//! Application State
//!
//! Shared state accessible by every connection task and HTTP handler.
//! Created once at startup and passed explicitly; wrapped in Arc for
//! sharing across async tasks.

use std::sync::Arc;
use std::time::Instant;

use crate::api::error::ApiError;
use crate::chat::{ChatSink, NullChatSink, OneBotClient};
use crate::config::{BridgeConfig, Config, ServerConfig};
use crate::servers::{ServerStore, ServerWatcher};
use crate::websocket::ConnectionRegistry;

/// Shared application state for all handlers
#[derive(Clone)]
pub struct AppState {
    /// Live game-server connections, keyed by server name
    pub registry: Arc<ConnectionRegistry>,
    /// Where relayed messages are delivered
    pub chat: Arc<dyn ChatSink>,
    /// Known server names
    pub servers: Arc<ServerStore>,
    /// Process ids of running servers
    pub watcher: Arc<ServerWatcher>,
    /// Relay toggles and shared token
    pub bridge: Arc<BridgeConfig>,
    /// Listener settings
    pub server: Arc<ServerConfig>,
    /// Server start time for uptime tracking
    pub start_time: Instant,
}

impl AppState {
    /// Create state around an explicit chat sink and server store
    pub fn new(config: &Config, chat: Arc<dyn ChatSink>, servers: ServerStore) -> Self {
        Self {
            registry: Arc::new(ConnectionRegistry::new()),
            chat,
            servers: Arc::new(servers),
            watcher: Arc::new(ServerWatcher::new()),
            bridge: Arc::new(config.bridge.clone()),
            server: Arc::new(config.server.clone()),
            start_time: Instant::now(),
        }
    }

    /// Build the production state: OneBot chat client and on-disk store
    pub async fn from_config(config: &Config) -> Result<Self, ApiError> {
        let chat: Arc<dyn ChatSink> = if config.chat.enabled {
            let client = OneBotClient::new(config.chat.onebot())?;
            tracing::info!(
                api_url = %client.config().api_url,
                groups = ?client.config().group_ids,
                "Chat relay enabled"
            );
            Arc::new(client)
        } else {
            tracing::info!("Chat relay disabled");
            Arc::new(NullChatSink)
        };

        let servers = ServerStore::load(config.storage.data_path()).await;

        Ok(Self::new(config, chat, servers))
    }

    /// Get server uptime in seconds
    pub fn uptime_seconds(&self) -> u64 {
        self.start_time.elapsed().as_secs()
    }
}
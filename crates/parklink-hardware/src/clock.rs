use std::time::Instant;

use crate::traits::Clock;

/// Wall-independent clock counting milliseconds since construction.
#[derive(Debug, Clone, Copy)]
pub struct MonotonicClock {
    origin: Instant,
}

impl MonotonicClock {
    pub fn new() -> Self {
        Self {
            origin: Instant::now(),
        }
    }
}

impl Default for MonotonicClock {
    fn default() -> Self {
        Self::new()
    }
}

impl Clock for MonotonicClock {
    fn now_ms(&self) -> u64 {
        self.origin.elapsed().as_millis() as u64
    }
}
--- --- ---
REQUIRED WORK | Your job is to print exactly the lines that run from the top of the entries through the line with "and on-disk store", and no others.

RESULT OF THIS EXERCISE |
//! Application State
//!
//! Shared state accessible by every connection task and HTTP handler.
//! Created once at startup and passed explicitly; wrapped in Arc for
//! sharing across async tasks.

use std::sync::Arc;
use std::time::Instant;

use crate::api::error::ApiError;
use crate::chat::{ChatSink, NullChatSink, OneBotClient};
use crate::config::{BridgeConfig, Config, ServerConfig};
use crate::servers::{ServerStore, ServerWatcher};
use crate::websocket::ConnectionRegistry;

/// Shared application state for all handlers
#[derive(Clone)]
pub struct AppState {
    /// Live game-server connections, keyed by server name
    pub registry: Arc<ConnectionRegistry>,
    /// Where relayed messages are delivered
    pub chat: Arc<dyn ChatSink>,
    /// Known server names
    pub servers: Arc<ServerStore>,
    /// Process ids of running servers
    pub watcher: Arc<ServerWatcher>,
    /// Relay toggles and shared token
    pub bridge: Arc<BridgeConfig>,
    /// Listener settings
    pub server: Arc<ServerConfig>,
    /// Server start time for uptime tracking
    pub start_time: Instant,
}

impl AppState {
    /// Create state around an explicit chat sink and server store
    pub fn new(config: &Config, chat: Arc<dyn ChatSink>, servers: ServerStore) -> Self {
        Self {
            registry: Arc::new(ConnectionRegistry::new()),
            chat,
            servers: Arc::new(servers),
            watcher: Arc::new(ServerWatcher::new()),
            bridge: Arc::new(config.bridge.clone()),
            server: Arc::new(config.server.clone()),
            start_time: Instant::now(),
        }
    }

    /// Build the production state: OneBot chat client and on-disk store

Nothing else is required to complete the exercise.